2) definitely stereo vision will continue to play a key role as a 3D sensing technology.  Your reference is partly correct in that disparity mapping has historically been too computationally intensive for conventional architectures to do real time.  However, with new image cognition processing cores driving new levels of performance per area per power (like from CogniVue and others now) that is changing.   In the range of 3D sensing technologies that are available  stereo vision offers unique value propositions in terms of range, flexibility to lighting conditions, cost and power.  There's a table from my October EVA Summit presentation  that compares the different 3D sensing technologies and stereo has important characteristics that will make it probably the only practical approach for many use cases.  These advantages are driving strong interest in stereo vision for 3D vision amongst the biggest names in consumer verticals.

 

 

 

oznelig
Offline
Last seen: 4 years 37 weeks ago
Level 1: Prestidigitator
Joined: 2012-12-23
Points: 6

Thank you for your useful considerations. Regarding the quality of the result, I have marked all the disparities that differed from the ground truth by more than 1 pixel as wrong. I noticed that, for those images int he Midlebury files, the ground truth seemed to have 2 extra bits (probably subpixels matches so one pixel is scaled by 4). So, for every pixel in the image I do the following test

IF abs(my_disparity*4 - ground_truth) <= 4 THEN

correct pixel

ELSE

wrong pixel

When I do that, I get over 80% correct pixels for "teddy" and "cones", which is in line with other SAD block matching + plus some edge enhancing algorithms that I have seen. In fact most of the FPGA articles I have found use a fixed block matching SAD plus some pre-processing.

Regarding your other comments, I realise that I didn't write this properly : I have not found a novel algorithm for stereo matching at all. What I have found is a (hopefully novel) very simple and fast way to match two blocks of pixels and  doing so with the option of making it relatively immune by affine changes in illumination (like a*x+b contrast and offsets are automatically corrected). Then I decided to test it and picked up the simplest algorithm that does stereo matching : compare every block of pixel centered on every pixel of the left scan line with each one of the right (within the max disparity), keep the scores and choose the best match.
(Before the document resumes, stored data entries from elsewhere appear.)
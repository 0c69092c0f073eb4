//! Text generation seam and prompt rendering
//!
//! The memory core never calls a model directly. Reply generation,
//! summarization, and insight extraction all go through [`TextGenerator`],
//! fed with prompts rendered here from a [`ContextSnapshot`].

use super::context::ContextSnapshot;
use super::conversation::Turn;
use crate::error::JarvisResult;
use async_trait::async_trait;
use std::fmt::Write;

/// A two-part prompt: standing system guidance plus the request
#[derive(Debug, Clone, PartialEq, Eq)]
pub struct Prompt {
    /// System message
    pub system: String,
    /// User message
    pub user: String,
}

impl Prompt {
    /// Create a prompt
    pub fn new(system: impl Into<String>, user: impl Into<String>) -> Self {
        Self {
            system: system.into(),
            user: user.into(),
        }
    }
}

/// External text generation engine
#[async_trait]
pub trait TextGenerator: Send + Sync {
    /// Produce a completion for `prompt`.
    ///
    /// Implementations report engine failures as
    /// [`crate::error::JarvisError::Upstream`].
    async fn generate(&self, prompt: &Prompt) -> JarvisResult<String>;
}

/// Number of recent turns quoted in a reply prompt
const REPLY_HISTORY_TURNS: usize = 5;

/// Render the prompt for the assistant's next reply
pub fn reply_prompt(snapshot: &ContextSnapshot, user_message: &str) -> Prompt {
    let mut body = String::new();

    let _ = writeln!(body, "=== CURRENT CONTEXT ===");
    match &snapshot.participant {
        Some(p) => {
            let _ = writeln!(body, "User: {} ({})", p.name, p.role);
        }
        None => {
            let _ = writeln!(body, "User: {}", snapshot.participant_key);
        }
    }
    match &snapshot.team {
        Some(team) => {
            let _ = writeln!(body, "Team: {}", team.name);
            let _ = writeln!(body, "Problem Statement: {}", team.problem_statement);
            let _ = writeln!(body, "Deadline Duration: {}h", team.duration_hours);
        }
        None => {
            let _ = writeln!(body, "Team: Unknown");
        }
    }

    if !snapshot.active_goals.is_empty() {
        let _ = writeln!(body, "\n=== ACTIVE GOALS ===");
        for goal in &snapshot.active_goals {
            let _ = writeln!(body, "- {}", goal);
        }
    }

    if !snapshot.applicable_instructions.is_empty() {
        let _ = writeln!(body, "\n=== STANDING INSTRUCTIONS ===");
        for instruction in &snapshot.applicable_instructions {
            let _ = writeln!(body, "- {}", instruction);
        }
    }

    if let Some(plan) = &snapshot.latest_plan_summary {
        let _ = writeln!(body, "\n=== CURRENT PROJECT PLAN (SUMMARY) ===");
        let _ = writeln!(body, "{}", plan);
    }

    let _ = writeln!(body, "\n=== EARLIER CONVERSATION (SUMMARY) ===");
    let _ = writeln!(
        body,
        "{}",
        snapshot
            .latest_summary
            .as_deref()
            .unwrap_or("No earlier conversation.")
    );

    let _ = writeln!(body, "\n=== USER BEHAVIOR & WORK HISTORY ===");
    if snapshot.recent_insights.is_empty() {
        let _ = writeln!(body, "No prior behavioral data.");
    } else {
        for insight in &snapshot.recent_insights {
            let _ = writeln!(body, "- {}", insight);
        }
    }

    let _ = writeln!(body, "\n=== RECENT CONVERSATION ===");
    let start = snapshot
        .recent_turns
        .len()
        .saturating_sub(REPLY_HISTORY_TURNS);
    body.push_str(&transcript(&snapshot.recent_turns[start..]));

    let _ = writeln!(body, "\n=== NEW MESSAGE ===");
    let _ = writeln!(body, "USER: {}", user_message);

    let _ = writeln!(body, "\n=== INSTRUCTIONS ===");
    let _ = writeln!(body, "1. Respond naturally and helpfully.");
    let _ = writeln!(
        body,
        "2. Use the behavior and summary context to be specific about their work."
    );
    let _ = writeln!(body, "3. Keep it concise (max 70 words).");
    let _ = writeln!(body, "4. Be motivating but technical.");

    Prompt::new(
        "You are Jarvis, an AI hackathon coordinator. Be helpful, concise, and context-aware.",
        body,
    )
}

/// Render the prompt that condenses a batch of old turns into a digest
pub fn summary_prompt(turns: &[Turn], previous_summary: Option<&str>) -> Prompt {
    let mut body = String::from(
        "Summarize this conversation excerpt in 2-3 sentences, focusing on what the \
         participant is building, decisions made, and open problems.\n",
    );

    if let Some(previous) = previous_summary {
        let _ = writeln!(body, "\n=== EARLIER SUMMARY ===\n{}", previous);
    }

    let _ = writeln!(body, "\n=== EXCERPT ===");
    body.push_str(&transcript(turns));
    let _ = writeln!(body, "\nOUTPUT ONLY THE SUMMARY. NO MARKDOWN.");

    Prompt::new("Summarize conversations concisely and factually.", body)
}

/// Render the prompt that extracts a one-sentence behavioral insight
pub fn insight_prompt(snapshot: &ContextSnapshot, user_message: &str, reply: &str) -> Prompt {
    let mut body = String::from(
        "Analyze this interaction and state the participant's current status or work \
         in ONE short sentence.\n",
    );

    let _ = writeln!(body, "\n=== INTERACTION ===");
    let _ = writeln!(body, "USER: {}", user_message);
    let _ = writeln!(body, "AI: {}", reply);

    let _ = writeln!(body, "\n=== CONTEXT ===");
    if let Some(p) = &snapshot.participant {
        let _ = writeln!(body, "Role: {}", p.role);
    }
    if let Some(team) = &snapshot.team {
        let _ = writeln!(body, "Problem: {}", team.problem_statement);
    }

    let _ = writeln!(body, "\nExamples:");
    let _ = writeln!(body, "- User is implementing the login schema.");
    let _ = writeln!(body, "- User is stuck on a CORS error.");
    let _ = writeln!(body, "\nOUTPUT ONLY THE SENTENCE. NO MARKDOWN.");

    Prompt::new("Extract user status. Be brief.", body)
}

/// Characters of a plan quoted in the plan summary prompt
const PLAN_EXCERPT_CHARS: usize = 4000;

/// Render the prompt for a step-by-step project plan, building on the
/// summary of the previous plan when there is one
pub fn plan_prompt(problem_statement: &str, previous_plan_summary: Option<&str>) -> Prompt {
    let mut body = String::from(
        "Create a solid, detailed step-by-step plan to solve this problem.\n",
    );

    let _ = writeln!(body, "\n=== PROBLEM ===\n{}", problem_statement);
    if let Some(previous) = previous_plan_summary {
        let _ = writeln!(body, "\n=== PREVIOUS PLAN CONTEXT ===\n{}", previous);
    }

    let _ = writeln!(body, "\n=== OUTPUT FORMAT ===");
    let _ = writeln!(body, "1. **Phase 1: Setup**\n   - Step 1.1: ...");
    let _ = writeln!(body, "2. **Phase 2: MVP**\n   - ...");
    let _ = writeln!(body, "\nMake it technical, actionable, and robust.");

    Prompt::new("You are a senior tech project manager.", body)
}

/// Render the prompt that condenses a plan into the context for the next one
pub fn plan_summary_prompt(plan_text: &str) -> Prompt {
    let excerpt: String = plan_text.chars().take(PLAN_EXCERPT_CHARS).collect();

    let mut body = String::from(
        "Summarize this project plan into a high-level context block for future \
         reference. Focus on the key objectives and current phase.\n",
    );
    let _ = writeln!(body, "\n=== PLAN ===\n{}", excerpt);
    let _ = writeln!(body, "\n=== OUTPUT ===\nConcise summary (max 100 words).");

    Prompt::new("Summarize technical plans concisely.", body)
}

/// `ROLE: text` lines for a run of turns
pub fn transcript(turns: &[Turn]) -> String {
    let mut out = String::new();
    for turn in turns {
        let _ = writeln!(out, "{}: {}", turn.role.label(), turn.text);
    }
    out
}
So, the algorithm is not new, just the way to match the blocks.

So, those 667 slices of Xilinx fabric + memories contain two raster to block converters (left ad right) and then 8 block matching units, each matching a block per clock cycle. The block size is fixed at 8x8x pixels.At 250 MHz that gives you 2 Billion 8x8 block comparisons per second.
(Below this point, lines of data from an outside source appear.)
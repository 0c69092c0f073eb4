//! # Jarvis - Hackathon Coordinator Memory
//!
//! **Jarvis** keeps a bounded conversational memory per participant:
//!
//! - **Live log**: the most recent turns, in order
//! - **Summary archive**: digests standing in for evicted turns
//! - **Context snapshots**: recent turns, latest digest, goals,
//!   instructions and insights, assembled for the next reply
//!
//! ## Quick Start
//!
//! ```rust,no_run
//! use jarvis::prelude::*;
//! use std::sync::Arc;
//!
//! #[tokio::main]
//! async fn main() -> Result<(), Box<dyn std::error::Error>> {
//!     let memory = MemoryManager::builder(Arc::new(InMemoryStorage::new()))
//!         .with_config(MemoryConfig::from_env()?)
//!         .build()?;
//!
//!     memory
//!         .record_turn("MEM_01", "We picked Postgres.", "Good choice for the schema.")
//!         .await?;
//!
//!     let snapshot = memory.get_context("MEM_01").await?;
//!     println!("{} recent turns", snapshot.recent_turns.len());
//!
//!     Ok(())
//! }
//! ```
//!
//! ## Architecture
//!
//! ```text
//!            MemoryManager
//!     (per-participant write lock)
//!        |         |          |
//!   EntityLog  Summarizer  ContextAssembler
//!        |         |          |
//!        +--- SummaryArchive  +-- goals / instructions / insights
//! ```

#![warn(missing_docs)]

// Re-export sub-crates
#[cfg(feature = "core")]
pub use jarvis_core as memory_core;

/// Commonly used types and traits
pub mod prelude {
    #[cfg(feature = "core")]
    pub use crate::memory_core::{
        error::{JarvisError, JarvisResult},
        storage::{DocumentStore, InMemoryStorage},
    };

    #[cfg(feature = "core")]
    pub use crate::memory_core::memory::{
        CompactionPolicy, CompactionStatus, ContextSnapshot, ExtractiveSummarizer, Goal,
        Instruction, InstructionTarget, MemoryConfig, MemoryManager, Participant, PlanHistory,
        PlanRecord, Prompt, PromptSummarizer, RecordOutcome, Reply, StoredFacts, Summarizer, Team,
        TextGenerator, Turn,
    };
}
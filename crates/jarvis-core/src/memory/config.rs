//! Memory configuration

use super::compaction::CompactionPolicy;
use crate::error::{JarvisError, JarvisResult};
use serde::Deserialize;
use std::time::Duration;

/// Environment variable prefix read by [`MemoryConfig::from_env`]
pub const ENV_PREFIX: &str = "JARVIS";

/// Tunables of the memory manager
#[derive(Debug, Clone, PartialEq, Eq, Deserialize)]
#[serde(default)]
pub struct MemoryConfig {
    /// Live length at which compaction fires
    pub trigger_threshold: usize,

    /// Oldest turns folded into one digest per compaction
    pub compact_batch_size: usize,

    /// Live turns included in a context snapshot (defaults to the threshold)
    pub recent_window: Option<usize>,

    /// Turns returned by `record_turn` for immediate display
    pub reply_tail: usize,

    /// Deadline for one summarizer call, in milliseconds
    pub summarize_timeout_ms: u64,

    /// Insights included in a context snapshot
    pub insight_window: usize,

    /// Insights kept per participant; older ones are dropped
    pub insight_retention: usize,

    /// Extract a behavioral insight after each generated reply
    pub extract_insights: bool,
}

impl MemoryConfig {
    /// Create the default configuration
    pub fn new() -> Self {
        Self::default()
    }

    /// Load `.env` if present, then read `JARVIS_*` variables
    /// (`JARVIS_TRIGGER_THRESHOLD`, `JARVIS_COMPACT_BATCH_SIZE`, ...)
    pub fn from_env() -> JarvisResult<Self> {
        dotenv::dotenv().ok();

        let source = ::config::Config::builder()
            .add_source(::config::Environment::with_prefix(ENV_PREFIX).try_parsing(true))
            .build()
            .map_err(|e| JarvisError::config(e.to_string()))?;

        Self::from_config(source)
    }

    /// Deserialize from any `config` source; missing keys keep defaults
    pub fn from_config(source: ::config::Config) -> JarvisResult<Self> {
        let parsed: Self = source
            .try_deserialize()
            .map_err(|e| JarvisError::config(e.to_string()))?;

        parsed.validate()?;
        Ok(parsed)
    }

    /// Set the compaction trigger threshold
    pub fn with_trigger_threshold(mut self, threshold: usize) -> Self {
        self.trigger_threshold = threshold;
        self
    }

    /// Set the compaction batch size
    pub fn with_compact_batch_size(mut self, batch_size: usize) -> Self {
        self.compact_batch_size = batch_size;
        self
    }

    /// Set the snapshot window
    pub fn with_recent_window(mut self, window: usize) -> Self {
        self.recent_window = Some(window);
        self
    }

    /// Set the tail length returned by `record_turn`
    pub fn with_reply_tail(mut self, tail: usize) -> Self {
        self.reply_tail = tail;
        self
    }

    /// Set the summarizer deadline (millisecond precision)
    pub fn with_summarize_timeout(mut self, timeout: Duration) -> Self {
        self.summarize_timeout_ms = u64::try_from(timeout.as_millis()).unwrap_or(u64::MAX);
        self
    }

    /// Set the snapshot insight window
    pub fn with_insight_window(mut self, window: usize) -> Self {
        self.insight_window = window;
        self
    }

    /// Set how many insights are kept per participant
    pub fn with_insight_retention(mut self, retention: usize) -> Self {
        self.insight_retention = retention;
        self
    }

    /// Enable/disable insight extraction
    pub fn with_insight_extraction(mut self, enable: bool) -> Self {
        self.extract_insights = enable;
        self
    }

    /// Snapshot window, falling back to the trigger threshold
    pub fn recent_window(&self) -> usize {
        self.recent_window.unwrap_or(self.trigger_threshold)
    }

    /// Summarizer deadline
    pub fn summarize_timeout(&self) -> Duration {
        Duration::from_millis(self.summarize_timeout_ms)
    }

    /// Check every setting, returning the compaction policy.
    ///
    /// Rejects invalid thresholds, a zero summarizer deadline, and an
    /// insight retention smaller than the insight window.
    pub fn validate(&self) -> JarvisResult<CompactionPolicy> {
        let policy = self.compaction_policy()?;

        if self.summarize_timeout_ms == 0 {
            return Err(JarvisError::validation(
                "summarize_timeout_ms",
                "must be greater than zero",
                "0",
            ));
        }

        if self.insight_retention == 0 || self.insight_retention < self.insight_window {
            return Err(JarvisError::validation(
                "insight_retention",
                format!("must be at least insight_window ({}) and non-zero", self.insight_window),
                self.insight_retention.to_string(),
            ));
        }

        Ok(policy)
    }

    /// Validated compaction policy for these thresholds
    pub fn compaction_policy(&self) -> JarvisResult<CompactionPolicy> {
        CompactionPolicy::new(self.trigger_threshold, self.compact_batch_size)
    }
}

impl Default for MemoryConfig {
    fn default() -> Self {
        Self {
            trigger_threshold: 20,
            compact_batch_size: 10,
            recent_window: None,
            reply_tail: 10,
            summarize_timeout_ms: 30_000,
            insight_window: 5,
            insight_retention: 50,
            extract_insights: true,
        }
    }
}
//! Summarizers turn a batch of old turns into a short digest

use super::conversation::{Role, Turn};
use super::generation::{summary_prompt, TextGenerator};
use crate::error::{JarvisError, JarvisResult};
use async_trait::async_trait;

/// What a summarizer knows about the batch owner
#[derive(Debug, Clone, Default)]
pub struct SummaryContext {
    /// Participant whose turns are being summarized
    pub participant_key: String,

    /// Text of the most recent digest, if any
    pub previous_summary: Option<String>,
}

/// External summarization contract
///
/// Failures ([`JarvisError::Upstream`], [`JarvisError::Timeout`]) are
/// treated by the manager as "retry later": the batch stays in the log.
#[async_trait]
pub trait Summarizer: Send + Sync {
    /// Condense `turns` (oldest first) into a digest
    async fn summarize(&self, turns: &[Turn], context: &SummaryContext) -> JarvisResult<String>;
}

/// Offline summarizer that quotes the opening of each participant message
#[derive(Debug, Clone)]
pub struct ExtractiveSummarizer {
    max_chars: usize,
}

impl ExtractiveSummarizer {
    /// Create a summarizer with a 400 character digest limit
    pub fn new() -> Self {
        Self { max_chars: 400 }
    }

    /// Set the digest length limit
    pub fn with_max_chars(mut self, max_chars: usize) -> Self {
        self.max_chars = max_chars;
        self
    }
}

impl Default for ExtractiveSummarizer {
    fn default() -> Self {
        Self::new()
    }
}

/// First sentence (or line) of a message
fn lead_sentence(text: &str) -> &str {
    let text = text.trim();
    let end = text
        .find(|c: char| matches!(c, '.' | '?' | '!' | '\n'))
        .map_or(text.len(), |i| i + 1);
    text[..end].trim()
}

#[async_trait]
impl Summarizer for ExtractiveSummarizer {
    async fn summarize(&self, turns: &[Turn], _context: &SummaryContext) -> JarvisResult<String> {
        let topics: Vec<&str> = turns
            .iter()
            .filter(|t| t.role == Role::User)
            .map(|t| lead_sentence(&t.text))
            .filter(|s| !s.is_empty())
            .collect();

        let mut digest = format!("{} turns. ", turns.len());
        if topics.is_empty() {
            digest.push_str("No participant messages.");
        } else {
            digest.push_str("Participant raised: ");
            digest.push_str(&topics.join(" | "));
        }

        if digest.chars().count() > self.max_chars {
            digest = digest.chars().take(self.max_chars.saturating_sub(3)).collect();
            digest.push_str("...");
        }

        Ok(digest)
    }
}

/// Summarizer that asks a generation engine for the digest
pub struct PromptSummarizer<G> {
    generator: G,
}

impl<G: TextGenerator> PromptSummarizer<G> {
    /// Wrap a generation engine
    pub fn new(generator: G) -> Self {
        Self { generator }
    }
}

#[async_trait]
impl<G: TextGenerator> Summarizer for PromptSummarizer<G> {
    async fn summarize(&self, turns: &[Turn], context: &SummaryContext) -> JarvisResult<String> {
        if turns.is_empty() {
            return Err(JarvisError::validation(
                "turns",
                "must not be empty",
                "0 turns provided",
            ));
        }

        let prompt = summary_prompt(turns, context.previous_summary.as_deref());
        let summary = self.generator.generate(&prompt).await?;
        Ok(summary.trim().to_string())
    }
}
Some considerations/consequences of the above :

1) I was looking at this paper from Willow garage and realized that even a stupid algortihm like this can be greatly enhanced with an infrared LED :

http://www.willowgarage.com/sites/default/files/ptext.pdf

2) I seem to remember that one of the top performing algorithms on Middlebury evaluation table uses the census transform as basic matching block. Maybe all I need to do to get a much more accurate algorithm than my current one is to substitute the census matching wth mine (at extra gate cost compared to the current of course). Similarly for any other stereo matching algorithm that uses block matchng at its core.

3) I haven't done work on this yet but matching blocks of pixels in a way that is immune from affine transforms in the illumination, to me, seems a bit like matching keypoints in algortihms like SURF and SIFT. Being able to match a few billlion keypoints/s should be very useful in recognition, automotive, robotics etc. etc.
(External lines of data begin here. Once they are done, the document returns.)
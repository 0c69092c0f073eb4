//! Per-participant conversation log backed by the document store

use crate::error::{JarvisError, JarvisResult};
use crate::storage::{ArraySlice, DocumentStore, CONVERSATIONS};
use chrono::{DateTime, Utc};
use serde::{Deserialize, Serialize};
use serde_json::Value;
use std::sync::Arc;

const TURNS_FIELD: &str = "turns";
const UPDATED_AT_FIELD: &str = "updated_at";
const PENDING_FIELD: &str = "compaction_pending";

/// Who produced a turn
#[derive(Debug, Clone, Copy, PartialEq, Eq, Serialize, Deserialize)]
#[serde(rename_all = "lowercase")]
pub enum Role {
    /// The participant
    User,
    /// The assistant
    Assistant,
}

impl Role {
    /// Uppercase label used in prompts
    pub fn label(self) -> &'static str {
        match self {
            Role::User => "USER",
            Role::Assistant => "ASSISTANT",
        }
    }
}

/// One role-tagged message. Immutable once appended.
#[derive(Debug, Clone, PartialEq, Serialize, Deserialize)]
pub struct Turn {
    /// Author of the message
    pub role: Role,

    /// Message text
    pub text: String,

    /// Wall-clock time of the append (advisory; order comes from the log)
    pub created_at: DateTime<Utc>,
}

impl Turn {
    /// Create a participant turn
    pub fn user(text: impl Into<String>, created_at: DateTime<Utc>) -> Self {
        Self {
            role: Role::User,
            text: text.into(),
            created_at,
        }
    }

    /// Create an assistant turn
    pub fn assistant(text: impl Into<String>, created_at: DateTime<Utc>) -> Self {
        Self {
            role: Role::Assistant,
            text: text.into(),
            created_at,
        }
    }
}

/// Stored conversation log of one participant
#[derive(Debug, Clone, Serialize, Deserialize)]
pub struct EntityLog {
    /// Participant identity
    #[serde(rename = "_id")]
    pub participant_key: String,

    /// Live turns, oldest first
    #[serde(default)]
    pub turns: Vec<Turn>,

    /// Last append time
    pub updated_at: Option<DateTime<Utc>>,

    /// A qualifying compaction was deferred and is still owed
    #[serde(default)]
    pub compaction_pending: bool,
}

impl EntityLog {
    /// Number of live turns
    pub fn length(&self) -> usize {
        self.turns.len()
    }

    /// Whether the log holds no turns
    pub fn is_empty(&self) -> bool {
        self.turns.is_empty()
    }

    /// Up to the last `k` turns
    pub fn tail(&self, k: usize) -> &[Turn] {
        &self.turns[self.turns.len().saturating_sub(k)..]
    }
}

/// Handle over every participant's [`EntityLog`]
///
/// Writes go through single-document store operations, so an appended pair
/// and a removed prefix are each observed atomically by readers.
#[derive(Clone)]
pub struct EntityLogStore {
    storage: Arc<dyn DocumentStore>,
}

impl EntityLogStore {
    /// Create a log store over a document store
    pub fn new(storage: Arc<dyn DocumentStore>) -> Self {
        Self { storage }
    }

    /// Append turns to the tail in order. Returns the new length.
    ///
    /// Succeeds once the turns are stored; a failure to refresh
    /// `updated_at` afterwards is only logged.
    pub async fn append(&self, participant_key: &str, turns: &[Turn]) -> JarvisResult<usize> {
        let values = turns
            .iter()
            .map(turn_to_value)
            .collect::<JarvisResult<Vec<_>>>()?;

        let length = self
            .storage
            .append_to_array(CONVERSATIONS, participant_key, TURNS_FIELD, values)
            .await?;

        // The pair is committed; a stale timestamp must not report it lost
        if let Err(e) = self
            .storage
            .set_field(
                CONVERSATIONS,
                participant_key,
                UPDATED_AT_FIELD,
                Value::String(Utc::now().to_rfc3339()),
            )
            .await
        {
            tracing::warn!(
                participant = participant_key,
                error = %e,
                "Failed to stamp conversation update time"
            );
        }

        Ok(length)
    }

    /// Current number of live turns (0 for an unknown participant)
    pub async fn length(&self, participant_key: &str) -> JarvisResult<usize> {
        self.storage
            .array_len(CONVERSATIONS, participant_key, TURNS_FIELD)
            .await
    }

    /// Up to the last `k` turns, oldest first
    pub async fn tail(&self, participant_key: &str, k: usize) -> JarvisResult<Vec<Turn>> {
        self.slice(participant_key, ArraySlice::Tail(k)).await
    }

    /// Up to the first `n` turns, without removing them
    pub async fn head(&self, participant_key: &str, n: usize) -> JarvisResult<Vec<Turn>> {
        self.slice(participant_key, ArraySlice::Head(n)).await
    }

    /// Remove and return the first `n` turns in their original order.
    ///
    /// Fails with [`JarvisError::OutOfRange`] when `n` exceeds the length;
    /// the log is left untouched in that case.
    pub async fn remove_prefix(&self, participant_key: &str, n: usize) -> JarvisResult<Vec<Turn>> {
        self.storage
            .trim_array_prefix(CONVERSATIONS, participant_key, TURNS_FIELD, n)
            .await?
            .into_iter()
            .map(value_to_turn)
            .collect()
    }

    /// Full stored log, or `None` before the first turn
    pub async fn load(&self, participant_key: &str) -> JarvisResult<Option<EntityLog>> {
        match self.storage.read(CONVERSATIONS, participant_key).await? {
            Some(doc) => serde_json::from_value(doc)
                .map(Some)
                .map_err(|e| JarvisError::serialization("deserialize_entity_log", e)),
            None => Ok(None),
        }
    }

    /// Whether a deferred compaction is owed
    pub async fn is_compaction_pending(&self, participant_key: &str) -> JarvisResult<bool> {
        Ok(self
            .storage
            .read(CONVERSATIONS, participant_key)
            .await?
            .and_then(|doc| doc.get(PENDING_FIELD).and_then(Value::as_bool))
            .unwrap_or(false))
    }

    /// Record whether a compaction is owed
    pub async fn set_compaction_pending(&self, participant_key: &str, pending: bool) -> JarvisResult<()> {
        self.storage
            .set_field(CONVERSATIONS, participant_key, PENDING_FIELD, Value::Bool(pending))
            .await
    }

    async fn slice(&self, participant_key: &str, slice: ArraySlice) -> JarvisResult<Vec<Turn>> {
        self.storage
            .array_slice(CONVERSATIONS, participant_key, TURNS_FIELD, slice)
            .await?
            .into_iter()
            .map(value_to_turn)
            .collect()
    }
}

fn turn_to_value(turn: &Turn) -> JarvisResult<Value> {
    serde_json::to_value(turn).map_err(|e| JarvisError::serialization("serialize_turn", e))
}

fn value_to_turn(value: Value) -> JarvisResult<Turn> {
    serde_json::from_value(value).map_err(|e| JarvisError::serialization("deserialize_turn", e))
}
4) Normally the stuff I implement in hardware doesn't map well to software but, in this case, I think the SSE type instructions would do a very good job.

So, thank you for your comments, it made me better understand that, rahert ahn being a product in itself, this could be a precursor to a multitude of computer vision products. If I find the time, maybe I shoudl try to show up at one of the embedded vision summits and try to understand better the practical applications of computer vision by talking to the other attendees.